--- About this exercise ---
The expected output is every entry, repeated word for word.

--- Exercise materials ---

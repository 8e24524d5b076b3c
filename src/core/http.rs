//! HTTP client utilities.
//!
//! One client is built per run and cloned into each device session
//! (`reqwest::Client` is a cheap handle). Management interfaces ship with
//! self-signed certificates, so certificate validation is off.

use std::error::Error as _;
use std::time::Duration;

use reqwest::{Client, ClientBuilder, Response};

use crate::error::{Result, ScanError};

/// Default per-request timeout.
pub const DEFAULT_TIMEOUT: Duration = Duration::from_secs(30);

/// Build a configured HTTP client.
///
/// # Errors
///
/// Returns error if client construction fails.
pub fn build_client(timeout: Duration) -> Result<Client> {
    ClientBuilder::new()
        .timeout(timeout)
        .connect_timeout(timeout.min(Duration::from_secs(10)))
        .danger_accept_invalid_certs(true)
        .user_agent(format!("bigscan/{}", env!("CARGO_PKG_VERSION")))
        .build()
        .map_err(|e| ScanError::Network {
            host: "-".to_string(),
            message: e.to_string(),
        })
}

/// Map a transport-level `reqwest` failure onto the network error variants.
///
/// reqwest only exposes `is_timeout`/`is_connect`; DNS, TLS and refused
/// connections are told apart by walking the source chain.
#[must_use]
pub fn classify_transport(host: &str, err: &reqwest::Error, timeout: Duration) -> ScanError {
    if err.is_timeout() {
        return ScanError::RequestTimeout {
            host: host.to_string(),
            seconds: timeout.as_secs(),
        };
    }

    let chain = source_chain(err).to_lowercase();
    if chain.contains("dns error")
        || chain.contains("failed to lookup address")
        || chain.contains("name or service not known")
        || chain.contains("no such host")
    {
        ScanError::DnsFailure {
            host: host.to_string(),
        }
    } else if chain.contains("connection refused") {
        ScanError::ConnectionRefused {
            host: host.to_string(),
        }
    } else if chain.contains("tls") || chain.contains("certificate") || chain.contains("handshake")
    {
        ScanError::TlsFailure {
            host: host.to_string(),
            message: err.to_string(),
        }
    } else {
        ScanError::Network {
            host: host.to_string(),
            message: chain,
        }
    }
}

fn source_chain(err: &reqwest::Error) -> String {
    let mut parts = vec![err.to_string()];
    let mut source = err.source();
    while let Some(inner) = source {
        parts.push(inner.to_string());
        source = inner.source();
    }
    parts.join(": ")
}

/// Turn a non-success response into `DeviceApi`, keeping a short body excerpt.
pub async fn status_error(host: &str, response: Response) -> ScanError {
    let status = response.status().as_u16();
    let body = response.text().await.unwrap_or_default();
    ScanError::DeviceApi {
        host: host.to_string(),
        status,
        message: excerpt(&body),
    }
}

/// BIG-IP error bodies are JSON `{"code":..,"message":..}`; fall back to raw text.
fn excerpt(body: &str) -> String {
    let message = serde_json::from_str::<serde_json::Value>(body)
        .ok()
        .and_then(|v| v.get("message").and_then(|m| m.as_str()).map(str::to_string))
        .unwrap_or_else(|| body.trim().to_string());
    message.chars().take(200).collect()
}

--- Problem solution ---
repository 8e24524d5b076b3c
filename src/core/http.rs
//! HTTP client utilities.
//!
//! One client is built per run and cloned into each device session
//! (`reqwest::Client` is a cheap handle). Management interfaces ship with
//! self-signed certificates, so certificate validation is off.

use std::error::Error as _;
use std::time::Duration;

use reqwest::{Client, ClientBuilder, Response};

use crate::error::{Result, ScanError};

/// Default per-request timeout.
pub const DEFAULT_TIMEOUT: Duration = Duration::from_secs(30);

/// Build a configured HTTP client.
///
/// # Errors
///
/// Returns error if client construction fails.
pub fn build_client(timeout: Duration) -> Result<Client> {
    ClientBuilder::new()
        .timeout(timeout)
        .connect_timeout(timeout.min(Duration::from_secs(10)))
        .danger_accept_invalid_certs(true)
        .user_agent(format!("bigscan/{}", env!("CARGO_PKG_VERSION")))
        .build()
        .map_err(|e| ScanError::Network {
            host: "-".to_string(),
            message: e.to_string(),
        })
}

/// Map a transport-level `reqwest` failure onto the network error variants.
///
/// reqwest only exposes `is_timeout`/`is_connect`; DNS, TLS and refused
/// connections are told apart by walking the source chain.
#[must_use]
pub fn classify_transport(host: &str, err: &reqwest::Error, timeout: Duration) -> ScanError {
    if err.is_timeout() {
        return ScanError::RequestTimeout {
            host: host.to_string(),
            seconds: timeout.as_secs(),
        };
    }

    let chain = source_chain(err).to_lowercase();
    if chain.contains("dns error")
        || chain.contains("failed to lookup address")
        || chain.contains("name or service not known")
        || chain.contains("no such host")
    {
        ScanError::DnsFailure {
            host: host.to_string(),
        }
    } else if chain.contains("connection refused") {
        ScanError::ConnectionRefused {
            host: host.to_string(),
        }
    } else if chain.contains("tls") || chain.contains("certificate") || chain.contains("handshake")
    {
        ScanError::TlsFailure {
            host: host.to_string(),
            message: err.to_string(),
        }
    } else {
        ScanError::Network {
            host: host.to_string(),
            message: chain,
        }
    }
}

fn source_chain(err: &reqwest::Error) -> String {
    let mut parts = vec![err.to_string()];
    let mut source = err.source();
    while let Some(inner) = source {
        parts.push(inner.to_string());
        source = inner.source();
    }
    parts.join(": ")
}

/// Turn a non-success response into `DeviceApi`, keeping a short body excerpt.
pub async fn status_error(host: &str, response: Response) -> ScanError {
    let status = response.status().as_u16();
    let body = response.text().await.unwrap_or_default();
    ScanError::DeviceApi {
        host: host.to_string(),
        status,
        message: excerpt(&body),
    }
}

/// BIG-IP error bodies are JSON `{"code":..,"message":..}`; fall back to raw text.
fn excerpt(body: &str) -> String {
    let message = serde_json::from_str::<serde_json::Value>(body)
        .ok()
        .and_then(|v| v.get("message").and_then(|m| m.as_str()).map(str::to_string))
        .unwrap_or_else(|| body.trim().to_string());
    message.chars().take(200).collect()
}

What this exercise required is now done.